→ **REQUIRED ACTION**
Reproduce the entries below character for character.

[Stored data]
_ _ _ _

// This Source Code Form is subject to the terms of the Mozilla Public
// License, v. 2.0. If a copy of the MPL was not distributed with this
// file, You can obtain one at http://mozilla.org/MPL/2.0/.

//! The idle loop.  Whatever owns the window hands us events; every
//! time it has nothing to say we run one pass and present the result.

use std::time::Instant;

use log::{debug, info};

use crate::errors::Result;
use crate::generator::BuddhabrotGenerator;
use crate::present::{Frame, Presenter};

/// Something the windowing layer wants us to know.
#[derive(Copy, Clone, Debug, PartialEq, Eq)]
pub enum Event {
    /// The presentation surface changed size.
    Resize {
        /// New surface width.
        width: usize,
        /// New surface height.
        height: usize,
    },
    /// The canvas itself changed size.  All accumulated counts are
    /// lost.
    Canvas {
        /// New canvas rows.
        height: usize,
        /// New canvas columns.
        width: usize,
    },
    /// Stop after the current tick.
    Quit,
}

/// A source of window events.  `None` means the loop is idle.
pub trait EventSource {
    /// The next pending event, if any.
    fn poll(&mut self) -> Option<Event>;
}

/// Quits after a fixed number of idle ticks.  Stands in for a window
/// when running headless.
#[derive(Debug)]
pub struct FrameBudget {
    remaining: u64,
}

impl FrameBudget {
    /// Allow `frames` idle ticks.
    pub fn new(frames: u64) -> Self {
        FrameBudget { remaining: frames }
    }
}

impl EventSource for FrameBudget {
    fn poll(&mut self) -> Option<Event> {
        if self.remaining == 0 {
            return Some(Event::Quit);
        }
        self.remaining -= 1;
        None
    }
}

/// Run until the event source says to quit.  Returns the number of
/// passes run.
pub fn run<E, P>(generator: &mut BuddhabrotGenerator, presenter: &mut P, events: &mut E) -> Result<u64>
where
    E: EventSource,
    P: Presenter,
{
    let started = Instant::now();
    let mut ticks = 0;
    loop {
        match events.poll() {
            Some(Event::Quit) => break,
            Some(Event::Resize { width, height }) => presenter.resize(width, height),
            Some(Event::Canvas { height, width }) => generator.resize(height, width)?,
            None => {
                let pass = Instant::now();
                generator.iterate()?;
                let frame = Frame::compose(generator.accelerator(), generator.histograms())?;
                presenter.present(&frame)?;
                ticks += 1;
                debug!("tick {} took {:?}", ticks, pass.elapsed());
            }
        }
    }
    info!("{} passes in {:?}", ticks, started.elapsed());
    Ok(ticks)
}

_ _ _ _

→ **COMPLETED EXERCISE**
// This Source Code Form is subject to the terms of the Mozilla Public
// License, v. 2.0. If a copy of the MPL was not distributed with this
// file, You can obtain one at http://mozilla.org/MPL/2.0/.

//! The idle loop.  Whatever owns the window hands us events; every
//! time it has nothing to say we run one pass and present the result.

use std::time::Instant;

use log::{debug, info};

use crate::errors::Result;
use crate::generator::BuddhabrotGenerator;
use crate::present::{Frame, Presenter};

/// Something the windowing layer wants us to know.
#[derive(Copy, Clone, Debug, PartialEq, Eq)]
pub enum Event {
    /// The presentation surface changed size.
    Resize {
        /// New surface width.
        width: usize,
        /// New surface height.
        height: usize,
    },
    /// The canvas itself changed size.  All accumulated counts are
    /// lost.
    Canvas {
        /// New canvas rows.
        height: usize,
        /// New canvas columns.
        width: usize,
    },
    /// Stop after the current tick.
    Quit,
}

/// A source of window events.  `None` means the loop is idle.
pub trait EventSource {
    /// The next pending event, if any.
    fn poll(&mut self) -> Option<Event>;
}

/// Quits after a fixed number of idle ticks.  Stands in for a window
/// when running headless.
#[derive(Debug)]
pub struct FrameBudget {
    remaining: u64,
}

impl FrameBudget {
    /// Allow `frames` idle ticks.
    pub fn new(frames: u64) -> Self {
        FrameBudget { remaining: frames }
    }
}

impl EventSource for FrameBudget {
    fn poll(&mut self) -> Option<Event> {
        if self.remaining == 0 {
            return Some(Event::Quit);
        }
        self.remaining -= 1;
        None
    }
}

/// Run until the event source says to quit.  Returns the number of
/// passes run.
pub fn run<E, P>(generator: &mut BuddhabrotGenerator, presenter: &mut P, events: &mut E) -> Result<u64>
where
    E: EventSource,
    P: Presenter,
{
    let started = Instant::now();
    let mut ticks = 0;
    loop {
        match events.poll() {
            Some(Event::Quit) => break,
            Some(Event::Resize { width, height }) => presenter.resize(width, height),
            Some(Event::Canvas { height, width }) => generator.resize(height, width)?,
            None => {
                let pass = Instant::now();
                generator.iterate()?;
                let frame = Frame::compose(generator.accelerator(), generator.histograms())?;
                presenter.present(&frame)?;
                ticks += 1;
                debug!("tick {} took {:?}", ticks, pass.elapsed());
            }
        }
    }
    info!("{} passes in {:?}", ticks, started.elapsed());
    Ok(ticks)
}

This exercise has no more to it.